▶ _Saved data entries_
——————

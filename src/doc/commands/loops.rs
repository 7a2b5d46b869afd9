/*!
# `WHILE… <a> <op> <b>`, `ENDWHILE`, `FOR <v> <limit>`, `NEXT <v>`, `BREAK`
## Purpose
Repeats lines.

## Remarks
`while`, `whileu`, `whileb`, `whilef` and `whiles` compare like the `if`
family. When the comparison holds, the line is remembered on the link
stack; `endwhile` jumps back to it and it is evaluated again. When it fails,
lines are skipped past the matching `endwhile`.

`for v limit` holds while `v <= limit` as unsigned numbers. `next v` adds
one to `v` and jumps back to the `for`. Leaving the loop through a failed
`for` does not add one.

`break` forgets the innermost loop and skips past its `endwhile` or `next`.

## Example
```text
let @20 1
for @20 3
print @20
next @20
123
```
*/
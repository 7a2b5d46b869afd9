/*!
# Commands
*/

#[path = "commands/arithmetic.rs"]
#[allow(non_snake_case)]
pub mod ARITHMETIC;

#[path = "commands/logic.rs"]
#[allow(non_snake_case)]
pub mod LOGIC;

#[path = "commands/string.rs"]
#[allow(non_snake_case)]
pub mod STRING;

#[path = "commands/control.rs"]
#[allow(non_snake_case)]
pub mod CONTROL;

#[path = "commands/if.rs"]
#[allow(non_snake_case)]
pub mod IF;

#[path = "commands/loops.rs"]
#[allow(non_snake_case)]
pub mod LOOPS;

#[path = "commands/io.rs"]
#[allow(non_snake_case)]
pub mod IO;

#[path = "commands/hardware.rs"]
#[allow(non_snake_case)]
pub mod HARDWARE;

#[path = "commands/meta.rs"]
#[allow(non_snake_case)]
pub mod META;
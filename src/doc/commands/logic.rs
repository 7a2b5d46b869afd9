/*!
# `AND OR XOR <d> <a> <b>`, `NOT <d> <a>`, `LSL LSR <d> <a> <n>`, `RAND <d>`
## Purpose
Bitwise operations on unsigned 32-bit values.

## Remarks
Results are written as `0b` followed by all 32 binary digits, which is also
a valid input, so results can be fed back in. Shifting by 32 or more gives
zero. `rand` writes 32 random bits; the generator is seeded from
`ALOHA_SEED` when it is set.

## Example
```text
and @20 0b1100 0b1010
print @20
0b00000000000000000000000000001000
```
*/
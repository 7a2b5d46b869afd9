use super::command::Meta;
use super::config::Config;
use super::listing::Listing;
use super::resolve::Operand;
use super::session::Session;
use super::val::Val;
use crate::hal::Board;
use crate::lang::{arguments, keyword, Command, Error, LabelTable, LineStore, Operator};
use rand::rngs::StdRng;
use rand::SeedableRng;

type Result<T> = std::result::Result<T, Error>;

/// ## Interpreter runtime
///
/// The host calls `execute` in a loop. Each cycle performs one pipeline
/// stage; output and prompts come back as events so the host can service
/// its terminal and timers between calls.

pub struct Runtime {
    pub(super) config: Config,
    pub(super) lines: LineStore,
    pub(super) session: Session,
    pub(super) pipeline: Pipeline,
    pub(super) board: Board,
    pub(super) rng: StdRng,
    pub(super) print: String,
    running: bool,
    cursor: usize,
    listing: Option<Listing>,
    interrupted: bool,
}

/// Events are used by the host to respond to the runtime.
#[derive(Debug)]
pub enum Event {
    Stopped,
    Running,
    Print(String),
    List(Listing),
    /// Waiting for a line; carries the prompt.
    Input(String),
}

#[derive(Debug, Clone, Copy, PartialEq, Eq)]
pub enum Stage {
    SearchCommand,
    EnumerateSources,
    ExecuteCommand,
    GoNextLine,
    Termination,
}

/// Why the pipeline is parked in `GoNextLine`.
#[derive(Debug, Clone, PartialEq)]
pub enum Suspend {
    Input { prompt: &'static str },
    Sleep { until: u64 },
}

/// Scratch of the instruction in flight.
#[derive(Debug)]
pub(super) struct Pipeline {
    pub stage: Stage,
    pub line: usize,
    pub command: Option<Command>,
    pub operator: Option<Operator>,
    pub operands: Vec<Operand>,
    pub sources: Vec<Val>,
    pub jump: Option<usize>,
    pub writeback: Option<(usize, String)>,
    pub suspend: Option<Suspend>,
}

impl Default for Pipeline {
    fn default() -> Pipeline {
        Pipeline {
            stage: Stage::SearchCommand,
            line: 1,
            command: None,
            operator: None,
            operands: vec![],
            sources: vec![],
            jump: None,
            writeback: None,
            suspend: None,
        }
    }
}

impl Pipeline {
    fn clear_scratch(&mut self) {
        self.command = None;
        self.operator = None;
        self.operands.clear();
        self.sources.clear();
    }
}

impl Default for Runtime {
    fn default() -> Self {
        Runtime::build(Config::default(), Board::simulated())
    }
}

impl Runtime {
    pub fn new(config: Config, board: Board) -> Result<Runtime> {
        config.validate()?;
        Ok(Runtime::build(config, board))
    }

    fn build(config: Config, board: Board) -> Runtime {
        let rng = match config.seed {
            Some(seed) => StdRng::seed_from_u64(seed),
            None => StdRng::from_entropy(),
        };
        Runtime {
            lines: LineStore::new(config.lines, config.row),
            session: Session::new(&config),
            pipeline: Pipeline::default(),
            board,
            rng,
            print: String::new(),
            running: false,
            cursor: 1,
            listing: None,
            interrupted: false,
            config,
        }
    }

    pub fn config(&self) -> &Config {
        &self.config
    }

    pub fn lines(&self) -> &LineStore {
        &self.lines
    }

    pub fn lines_mut(&mut self) -> &mut LineStore {
        &mut self.lines
    }

    pub fn labels(&self) -> &LabelTable {
        &self.session.labels
    }

    pub fn board_mut(&mut self) -> &mut Board {
        &mut self.board
    }

    pub fn is_running(&self) -> bool {
        self.running
    }

    pub fn cursor(&self) -> usize {
        self.cursor
    }

    pub fn stage(&self) -> Stage {
        self.pipeline.stage
    }

    pub fn listing(&self) -> Listing {
        Listing::new(&self.lines)
    }

    /// The break signal. Takes effect at the top of the next cycle.
    pub fn interrupt(&mut self) {
        self.interrupted = true;
    }

    /// Timer tick from the host.
    pub fn service(&mut self) {
        self.board.service();
    }

    /// Accepts one received line. Returns true when the line was taken,
    /// which the host uses for its history.
    pub fn enter(&mut self, text: &str) -> bool {
        if text.contains('\x03') {
            self.interrupt();
            return false;
        }
        let slot = self.lines.input_slot();
        if self.running {
            if let Some(Suspend::Input { .. }) = self.pipeline.suspend {
                if let Err(e) = self.lines.write(slot, text) {
                    tracing::debug!(error = %e, "input slot not written");
                }
                let text = self.lines.read(slot).unwrap_or_default().to_string();
                if let Some(dest) = self.pipeline.operands.get(0).and_then(Operand::line) {
                    self.pipeline.writeback = Some((dest, text));
                }
                self.pipeline.suspend = None;
                return true;
            }
            tracing::debug!("line ignored while running");
            return false;
        }
        if let Err(e) = self.lines.write(slot, text) {
            tracing::debug!(error = %e, "input slot not written");
        }
        self.edit(text.trim())
    }

    fn edit(&mut self, text: &str) -> bool {
        let last = self.lines.input_slot().saturating_sub(1);
        let (word, rest) = keyword(text);
        match (word, rest.trim()) {
            ("run", "") => self.run(),
            ("clear", "") => {
                self.lines.clear();
                self.cursor = 1;
                self.running = true;
                self.pipeline = Pipeline::default();
                self.pipeline.stage = Stage::Termination;
            }
            ("set", n) if !n.is_empty() => match n.parse::<usize>() {
                Ok(n) if n >= 1 && n <= last => self.cursor = n,
                _ => tracing::warn!(line = n, "set out of range"),
            },
            ("insert", "") => {
                if let Err(e) = self.lines.insert(self.cursor, last) {
                    tracing::warn!(error = %e, "insert failed");
                }
            }
            ("delete", "") => {
                if let Err(e) = self.lines.remove(self.cursor, last) {
                    tracing::warn!(error = %e, "delete failed");
                }
            }
            ("list", "") => self.listing = Some(self.listing()),
            _ => {
                if let Err(e) = self.lines.write(self.cursor, text) {
                    tracing::warn!(error = %e, "line not stored");
                }
                self.cursor = (self.cursor + 1).min(last);
            }
        }
        true
    }

    fn run(&mut self) {
        self.session.reset(&mut *self.board.heap);
        if let Err(e) = self.session.labels.rebuild(&mut self.lines, 1) {
            tracing::warn!(error = %e, "label scan stopped");
        }
        self.pipeline = Pipeline::default();
        self.running = true;
        tracing::info!(labels = self.session.labels.len(), "run");
    }

    pub fn execute(&mut self, cycles: usize) -> Event {
        for _ in 0..cycles {
            if !self.print.is_empty() {
                return Event::Print(std::mem::take(&mut self.print));
            }
            if let Some(listing) = self.listing.take() {
                return Event::List(listing);
            }
            if self.interrupted {
                self.interrupted = false;
                if self.running {
                    tracing::info!(line = self.pipeline.line, "break");
                    self.pipeline.suspend = None;
                    self.pipeline.stage = Stage::Termination;
                }
            }
            if !self.running {
                return Event::Stopped;
            }
            if let Some(Suspend::Input { prompt }) = &self.pipeline.suspend {
                return Event::Input(prompt.to_string());
            }
            self.step();
        }
        Event::Running
    }

    fn step(&mut self) {
        tracing::trace!(stage = ?self.pipeline.stage, line = self.pipeline.line, "step");
        match self.pipeline.stage {
            Stage::SearchCommand => self.search_command(),
            Stage::EnumerateSources => self.enumerate_sources(),
            Stage::ExecuteCommand => self.execute_command(),
            Stage::GoNextLine => self.go_next_line(),
            Stage::Termination => self.terminate(),
        }
    }

    fn search_command(&mut self) {
        let line = self.pipeline.line;
        if line >= self.lines.input_slot() {
            self.pipeline.stage = Stage::Termination;
            return;
        }
        let leading = match self.lines.skip_leading(line) {
            Ok(leading) => leading,
            Err(_) => {
                self.pipeline.stage = Stage::Termination;
                return;
            }
        };
        let text = self.lines.read(line).unwrap_or_default();
        let (word, rest) = keyword(text.get(leading.offset..).unwrap_or_default());
        let command = Command::from_keyword(word);
        if self.session.flow.is_skipping() {
            if let Some(command) = command.filter(|c| c.is_skip_aware()) {
                self.session.flow.skipped(command);
            }
            self.pipeline.stage = Stage::GoNextLine;
            return;
        }
        let command = match command {
            Some(command) => command,
            None => {
                self.pipeline.stage = Stage::GoNextLine;
                return;
            }
        };
        let meta = Meta::of(command);
        let (args, operator) = arguments(rest, meta.operator, meta.args.min(self.config.args));
        let operands: Vec<Operand> = args
            .iter()
            .map(|arg| Operand::resolve(arg, line, &self.session.labels, &self.lines))
            .collect();
        self.pipeline.command = Some(command);
        self.pipeline.operator = operator;
        self.pipeline.stage = if operands.is_empty() {
            Stage::ExecuteCommand
        } else {
            meta.next_stage()
        };
        self.pipeline.operands = operands;
    }

    fn enumerate_sources(&mut self) {
        let domain = match self.pipeline.command {
            Some(command) => Meta::of(command).domain,
            None => {
                self.pipeline.stage = Stage::GoNextLine;
                return;
            }
        };
        let index = self.pipeline.sources.len();
        if let Some(operand) = self.pipeline.operands.get(index) {
            let val = operand.value(domain, &self.lines);
            self.pipeline.sources.push(val);
        }
        if self.pipeline.sources.len() >= self.pipeline.operands.len() {
            self.pipeline.stage = Stage::ExecuteCommand;
        }
    }

    fn execute_command(&mut self) {
        let command = match self.pipeline.command {
            Some(command) => command,
            None => {
                self.pipeline.stage = Stage::GoNextLine;
                return;
            }
        };
        tracing::debug!(line = self.pipeline.line, %command, "execute");
        let effect = self.dispatch(command);
        if effect.halt {
            self.pipeline.stage = Stage::Termination;
            return;
        }
        if let Some(text) = effect.write {
            if let Some(dest) = self.pipeline.operands.get(0).and_then(Operand::line) {
                self.pipeline.writeback = Some((dest, text));
            }
        }
        self.pipeline.jump = effect.jump;
        self.pipeline.suspend = effect.suspend;
        self.pipeline.stage = Stage::GoNextLine;
    }

    fn go_next_line(&mut self) {
        match self.pipeline.suspend {
            Some(Suspend::Input { .. }) => return,
            Some(Suspend::Sleep { until }) => {
                if self.board.clock.micros() < until {
                    self.board.service();
                    return;
                }
                self.pipeline.suspend = None;
            }
            None => {}
        }
        if let Some((dest, text)) = self.pipeline.writeback.take() {
            if let Err(e) = self.lines.write(dest, &text) {
                tracing::debug!(error = %e, "writeback dropped");
            }
        }
        let next = self
            .pipeline
            .jump
            .take()
            .unwrap_or(self.pipeline.line + 1);
        self.pipeline.clear_scratch();
        self.pipeline.line = next;
        self.pipeline.stage = if next >= self.lines.input_slot() {
            Stage::Termination
        } else {
            Stage::SearchCommand
        };
    }

    fn terminate(&mut self) {
        self.session.reset(&mut *self.board.heap);
        self.pipeline = Pipeline::default();
        self.running = false;
        self.listing = Some(self.listing());
        tracing::info!("terminated");
    }
}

——————

▶ _TASK TO CARRY OUT_
With the first line of the records as the start and the line holding "family. When the" as the end, please copy exactly those lines and no others.

▶ _YOUR RESPONSE_
filename src/doc/commands/loops.rs
repository 7a2b5d46b869afd9
/*!
# `WHILE… <a> <op> <b>`, `ENDWHILE`, `FOR <v> <limit>`, `NEXT <v>`, `BREAK`
## Purpose
Repeats lines.

## Remarks
`while`, `whileu`, `whileb`, `whilef` and `whiles` compare like the `if`
family. When the comparison holds, the line is remembered on the link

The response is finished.